Fundamentally, the HPC Intro lesson is not about the code, it's about the infrastructure: how to connect, plan & launch jobs, and manage file inputs & outputs. Python, as a high-level and reasonably human-readable language, allows us to focus on the pedagogical goals without getting bogged explaining the language. Fortran achieves its performance because of the fact that it is a low-level language. I could explain the code you submitted to newbies, but I really wouldn't want to unless that was the only teaching goal. Hence my suggestion to partition it into a separate, code-centric, lesson. It's possible we could provide the Fortran version as an alternative episode, so if you know your learners are more familiar with Fortran than they are with Python, you could teach to their strengths. Given the rise of Python over the past decade, I'm not sure how realistic the notion is, but it's not impossible.

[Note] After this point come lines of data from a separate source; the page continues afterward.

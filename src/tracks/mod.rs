//! # Tracks
//!
//! A [`Track`] is an ordered set of observation indices ("individuals") together
//! with the polynomial [`MotionModel`] fitted through them. Short same-night tracks
//! are called *tracklets*; multi-night assemblies are simply tracks.
//!
//! Tracks are **value types**. Extending or combining always produces a new track
//! whose model is refitted from the underlying observations; there is no in-place
//! update of a fit, so a model can never go stale with respect to its individuals.
//!
//! Invariants
//! -----------------
//! * individuals are sorted by ascending observation time (ties by index) and unique,
//! * a track holds at least one individual,
//! * the residual statistics cached at construction match the fitted model.

pub mod fit;

pub use fit::MotionModel;

use crate::{
    constants::{
        Degree, Hours, IndexList, ObsIndex, DEFAULT_NUM_FOR_QUAD, DEG_PER_HOUR, MJD, RADEG,
        TIME_EPS,
    },
    conversion::angular_distance,
    linker_errors::LinkerError,
    observations::ObservationStore,
};
use fit::{count_distinct_times, fit_motion};
use smallvec::SmallVec;

#[derive(Debug, Clone, PartialEq)]
pub struct Track {
    individuals: IndexList,
    times: SmallVec<[MJD; 8]>,
    model: MotionModel,
    mean_brightness: f64,
    mean_residual: Degree,
    mean_sq_residual: f64,
    max_residual: Degree,
    num_for_quad: usize,
}

impl Track {
    /// Fit a new track through the given observations with the default quadratic threshold.
    ///
    /// # Panics
    ///
    /// Panics if `indices` is empty or references a removed observation.
    pub fn new<I>(store: &ObservationStore, indices: I) -> Self
    where
        I: IntoIterator<Item = ObsIndex>,
    {
        Self::with_quad_threshold(store, indices, DEFAULT_NUM_FOR_QUAD)
    }

    /// Fallible variant of [`Track::new`].
    pub fn try_new<I>(store: &ObservationStore, indices: I) -> Result<Self, LinkerError>
    where
        I: IntoIterator<Item = ObsIndex>,
    {
        let indices: IndexList = indices.into_iter().collect();
        if indices.is_empty() {
            return Err(LinkerError::EmptyTrack);
        }
        for &i in &indices {
            store.try_get(i)?;
        }
        Ok(Self::with_quad_threshold(store, indices, DEFAULT_NUM_FOR_QUAD))
    }

    /// Fit a new track, requiring `num_for_quad` distinct epochs before an acceleration is fitted.
    ///
    /// Arguments
    /// ---------
    /// * `store`: the observation store the indices refer to
    /// * `indices`: observation indices, in any order; duplicates are dropped
    /// * `num_for_quad`: distinct-epoch threshold for the quadratic model
    ///
    /// Return
    /// ------
    /// * a track whose individuals are time-sorted and whose model and residual
    ///   statistics are computed from scratch
    pub fn with_quad_threshold<I>(
        store: &ObservationStore,
        indices: I,
        num_for_quad: usize,
    ) -> Self
    where
        I: IntoIterator<Item = ObsIndex>,
    {
        let mut individuals: IndexList = indices.into_iter().collect();
        assert!(!individuals.is_empty(), "a track needs at least one observation");

        individuals.sort_unstable_by(|&a, &b| {
            store
                .obs(a)
                .time
                .total_cmp(&store.obs(b).time)
                .then(a.cmp(&b))
        });
        individuals.dedup();

        let samples: Vec<(MJD, Hours, Degree)> = individuals
            .iter()
            .map(|&i| {
                let o = store.obs(i);
                (o.time, o.ra, o.dec)
            })
            .collect();
        let model = fit_motion(&samples, num_for_quad);

        let mut sum = 0.0;
        let mut sum_sq = 0.0;
        let mut max: Degree = 0.0;
        for &(t, ra, dec) in &samples {
            let (pra, pdec) = model.predict(t);
            let d = angular_distance(ra, dec, pra, pdec);
            sum += d;
            sum_sq += d * d;
            max = max.max(d);
        }
        let n = samples.len() as f64;

        let mags: Vec<f64> = individuals
            .iter()
            .map(|&i| store.obs(i).brightness)
            .filter(|m| m.is_finite())
            .collect();
        let mean_brightness = if mags.is_empty() {
            f64::NAN
        } else {
            mags.iter().sum::<f64>() / mags.len() as f64
        };

        Track {
            times: samples.iter().map(|s| s.0).collect(),
            individuals,
            model,
            mean_brightness,
            mean_residual: sum / n,
            mean_sq_residual: sum_sq / n,
            max_residual: max,
            num_for_quad,
        }
    }

    /// Fit a constant-velocity track, whatever the number of distinct epochs.
    ///
    /// Tracks built from it keep the linear model through [`Track::extend`] and
    /// [`Track::combine`].
    pub fn linear<I>(store: &ObservationStore, indices: I) -> Self
    where
        I: IntoIterator<Item = ObsIndex>,
    {
        Self::with_quad_threshold(store, indices, usize::MAX)
    }

    /// A new track holding this track's observations plus `index`.
    pub fn extend(&self, store: &ObservationStore, index: ObsIndex) -> Track {
        Track::with_quad_threshold(
            store,
            self.individuals.iter().copied().chain(std::iter::once(index)),
            self.num_for_quad,
        )
    }

    /// A new track holding the union of both tracks' observations.
    pub fn combine(&self, store: &ObservationStore, other: &Track) -> Track {
        Track::with_quad_threshold(
            store,
            self.individuals
                .iter()
                .chain(other.individuals.iter())
                .copied(),
            self.num_for_quad,
        )
    }

    /// Observation indices in ascending time order.
    #[inline]
    pub fn individuals(&self) -> &[ObsIndex] {
        &self.individuals
    }

    /// Observation epochs, aligned with [`Track::individuals`].
    #[inline]
    pub fn times(&self) -> &[MJD] {
        &self.times
    }

    /// Observation indices sorted by index value, for set comparisons.
    pub fn sorted_indices(&self) -> IndexList {
        let mut v = self.individuals.clone();
        v.sort_unstable();
        v
    }

    #[inline]
    pub fn model(&self) -> &MotionModel {
        &self.model
    }

    #[inline]
    pub fn num_obs(&self) -> usize {
        self.individuals.len()
    }

    pub fn num_distinct_times(&self) -> usize {
        count_distinct_times(&self.times)
    }

    #[inline]
    pub fn first_time(&self) -> MJD {
        self.times[0]
    }

    #[inline]
    pub fn last_time(&self) -> MJD {
        self.times[self.times.len() - 1]
    }

    #[inline]
    pub fn time_length(&self) -> f64 {
        self.last_time() - self.first_time()
    }

    #[inline]
    pub fn first_index(&self) -> ObsIndex {
        self.individuals[0]
    }

    #[inline]
    pub fn last_index(&self) -> ObsIndex {
        self.individuals[self.individuals.len() - 1]
    }

    pub fn contains(&self, index: ObsIndex) -> bool {
        self.individuals.contains(&index)
    }

    pub fn mean_brightness(&self) -> f64 {
        self.mean_brightness
    }

    /// Mean angular distance between each observation and the fitted prediction (deg).
    pub fn mean_residual(&self) -> Degree {
        self.mean_residual
    }

    /// Mean squared angular residual (deg²).
    pub fn mean_sq_residual(&self) -> f64 {
        self.mean_sq_residual
    }

    pub fn max_residual(&self) -> Degree {
        self.max_residual
    }

    pub fn num_for_quad(&self) -> usize {
        self.num_for_quad
    }

    #[inline]
    pub fn predict(&self, t: MJD) -> (Hours, Degree) {
        self.model.predict(t)
    }

    #[inline]
    pub fn predict_linear(&self, t: MJD) -> (Hours, Degree) {
        self.model.predict_linear(t)
    }

    /// Mean angular distance of other observations from this track's prediction.
    ///
    /// Return
    /// ------
    /// * the mean separation in degrees, `0.0` for an empty slice
    pub fn prediction_residual(&self, store: &ObservationStore, indices: &[ObsIndex]) -> Degree {
        if indices.is_empty() {
            return 0.0;
        }
        let total: f64 = indices
            .iter()
            .map(|&i| {
                let o = store.obs(i);
                let (ra, dec) = self.predict(o.time);
                angular_distance(o.ra, o.dec, ra, dec)
            })
            .sum();
        total / indices.len() as f64
    }

    /// Angular speed on the sky at `t0`, in degrees per day.
    pub fn angular_speed(&self) -> f64 {
        let (vx, vy) = self.tangent_velocity();
        vx.hypot(vy)
    }

    /// Direction of motion at `t0`, in degrees from +RA towards +DEC, on `(-180, 180]`.
    pub fn bearing_deg(&self) -> Degree {
        let (vx, vy) = self.tangent_velocity();
        vy.atan2(vx) / RADEG
    }

    fn tangent_velocity(&self) -> (f64, f64) {
        let m = &self.model;
        (m.vra * DEG_PER_HOUR * (m.dec0 * RADEG).cos(), m.vdec)
    }

    /// Whether the two tracks assign two *different* observations to the same epoch.
    pub fn collides_with(&self, other: &Track) -> bool {
        let mut start = 0;
        for (&ti, &ii) in self.times.iter().zip(self.individuals.iter()) {
            while start < other.times.len() && other.times[start] < ti - TIME_EPS {
                start += 1;
            }
            let mut j = start;
            while j < other.times.len() && other.times[j] <= ti + TIME_EPS {
                if other.individuals[j] != ii {
                    return true;
                }
                j += 1;
            }
        }
        false
    }

    /// Whether every observation of this track also belongs to `other`.
    pub fn is_subset_of(&self, other: &Track) -> bool {
        self.num_obs() <= other.num_obs() && self.individuals.iter().all(|&i| other.contains(i))
    }

    /// Number of observations shared with `other`.
    pub fn shared_count(&self, other: &Track) -> usize {
        self.individuals
            .iter()
            .filter(|&&i| other.contains(i))
            .count()
    }
}

#[cfg(test)]
mod track_test {
    use super::*;
    use crate::observations::Observation;
    use approx::assert_abs_diff_eq;

    fn line_store() -> ObservationStore {
        // RA(t) = 10 + 0.01 t hours, DEC(t) = 20 + 0.005 t degrees
        [0.0, 0.01, 1.0, 1.01, 2.0, 2.01]
            .iter()
            .enumerate()
            .map(|(i, &t)| {
                Observation::new(&format!("L{i}"), t, 10.0 + 0.01 * t, 20.0 + 0.005 * t, 20.0)
            })
            .collect()
    }

    #[test]
    fn test_single_observation_track() {
        let store = line_store();
        let t = Track::new(&store, [3]);
        let m = t.model();
        assert_eq!((m.vra, m.vdec, m.ara, m.adec), (0.0, 0.0, 0.0, 0.0));
        assert_abs_diff_eq!(m.ra0, store.obs(3).ra, epsilon = 1e-12);
        assert!(t.mean_residual() < 1e-12);
    }

    #[test]
    fn test_two_observations_fit_exactly() {
        let store = line_store();
        let t = Track::new(&store, [4, 1]);
        assert_eq!(t.individuals(), &[1, 4]);
        for &i in t.individuals() {
            let o = store.obs(i);
            let (ra, dec) = t.predict(o.time);
            assert!(angular_distance(o.ra, o.dec, ra, dec) < 1e-10);
        }
        assert!(t.mean_residual() < 1e-10);
    }

    #[test]
    fn test_combine_and_extend_refit() {
        let store = line_store();
        let a = Track::new(&store, [0, 1]);
        let b = Track::new(&store, [2, 3]);
        let ab = a.combine(&store, &b);
        assert_eq!(ab.individuals(), &[0, 1, 2, 3]);
        assert_eq!(ab.num_distinct_times(), 4);
        assert!(ab.mean_sq_residual() < 1e-20);
        // the source tracks are untouched
        assert_eq!(a.num_obs(), 2);

        let abc = ab.extend(&store, 5).extend(&store, 5);
        assert_eq!(abc.num_obs(), 5);
        assert_eq!(abc.first_time(), 0.0);
        assert_abs_diff_eq!(abc.time_length(), 2.01, epsilon = 1e-12);
        assert_abs_diff_eq!(abc.model().vra, 0.01, epsilon = 1e-9);
        assert_abs_diff_eq!(abc.prediction_residual(&store, &[4]), 0.0, epsilon = 1e-9);
    }

    #[test]
    fn test_collisions_and_subsets() {
        let mut store = line_store();
        let twin = store.push(Observation::new("twin", 1.0, 10.5, 20.0, 20.0));
        let a = Track::new(&store, [0, 2]);
        let b = Track::new(&store, [1, twin]);
        let c = Track::new(&store, [0, 2, 4]);
        assert!(a.collides_with(&b));
        assert!(b.collides_with(&a));
        assert!(!a.collides_with(&c));
        assert!(a.is_subset_of(&c));
        assert!(!c.is_subset_of(&a));
        assert_eq!(a.shared_count(&c), 2);
    }

    #[test]
    fn test_speed_and_bearing() {
        let store: ObservationStore = [
            Observation::new("a", 0.0, 0.0, 0.0, 20.0),
            Observation::new("b", 1.0, 0.0, 1.0, 20.0),
        ]
        .into_iter()
        .collect();
        let t = Track::new(&store, [0, 1]);
        assert_abs_diff_eq!(t.angular_speed(), 1.0, epsilon = 1e-12);
        assert_abs_diff_eq!(t.bearing_deg(), 90.0, epsilon = 1e-9);
    }

    #[test]
    fn test_linear_track_ignores_curvature() {
        // DEC(t) = 0.05 t²: four epochs are enough for an acceleration by default
        let store: ObservationStore = [0.0, 0.02, 1.0, 1.02]
            .iter()
            .enumerate()
            .map(|(i, &t)| Observation::new(&format!("c{i}"), t, 5.0, 0.05 * t * t, 20.0))
            .collect();
        let quad = Track::new(&store, [0, 1, 2, 3]);
        assert_abs_diff_eq!(quad.model().adec, 0.1, epsilon = 1e-9);

        let lin = Track::linear(&store, [0, 1]);
        let both = lin.combine(&store, &Track::new(&store, [2, 3]));
        assert_eq!(both.num_distinct_times(), 4);
        assert_eq!(both.model().adec, 0.0);
        assert_eq!(both.model().ara, 0.0);
        assert!(both.mean_residual() > 1e-4);
    }

    #[test]
    fn test_try_new_rejects_empty_and_missing() {
        let store = line_store();
        assert_eq!(
            Track::try_new(&store, std::iter::empty()),
            Err(LinkerError::EmptyTrack)
        );
        assert_eq!(
            Track::try_new(&store, [0, 42]),
            Err(LinkerError::ObservationNotFound(42))
        );
    }
}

There has been a lot of discussion around the curriculum and teaching goals of HPC Intro. We would do well to revisit the over-arching curriculum of our lessons as a whole, and figure out how to smoothly chain from one lesson to the next in building a workshop. Your experience teaching the material is high value, and I look forward to ironing out the designs with you.
Expect to test out:
- C
- C++
- Java
- Scala
- Go
- R
- Chapel
- Julia
- Rust
- Perl
- Lua
One can even use map-reduce for this problem, which may be helpful for people using big data frameworks
The aim should be that course participants can choose the language they are most familiar with for execution, with instructor using a common high level explanation.
The conventional Carpentries approach is to have the Learners and Instructor typing the same thing, to remain engaged and get used to keystrokes. For an individual following a web tutorial, it could make sense to offer all these options for comfort, but the Carpentries exists because that style of learning is not as effective as a guided tutorial working through common material.
I see that you're passionate about providing options and helping people learn in their preferred languages. Have you received strong feedback from learners that Python is unacceptable?
So we can do an effective test of this, it would be great to add templates for code blocks of
- language-fortran
- language-c
- language-cpp
- language-java
- language-scala
- language-go
- language-r
- language-chapel
- language-julia
- language-rust
- language-perl
- language-lua
Where can these be added?
KNOWN_CODEBLOCKS in bin/lesson_check.py
Recommend making this WIP Ep. 19, so the "consecutive numbering" check can pass.
Is it possible to have 16 which has Python as default and gives links to other options, or just lists all the possible language options, and then 16-a 16-b etc for other language possibilities?
No. Lessons must be numbered consecutively.
If you want options, the episode would have to be snippetized.
No. Lessons must be numbered consecutively.
Possibly a minor sidebar, but I think lessons can be nonconsecutive since the merger of PR #263 , closing issue #230. Actual nonsequential lessons were never implemented, but it's now a policy question, and not a technical question.
Ok, the snippets option may be good here. Most procedural languages would have a very similar format.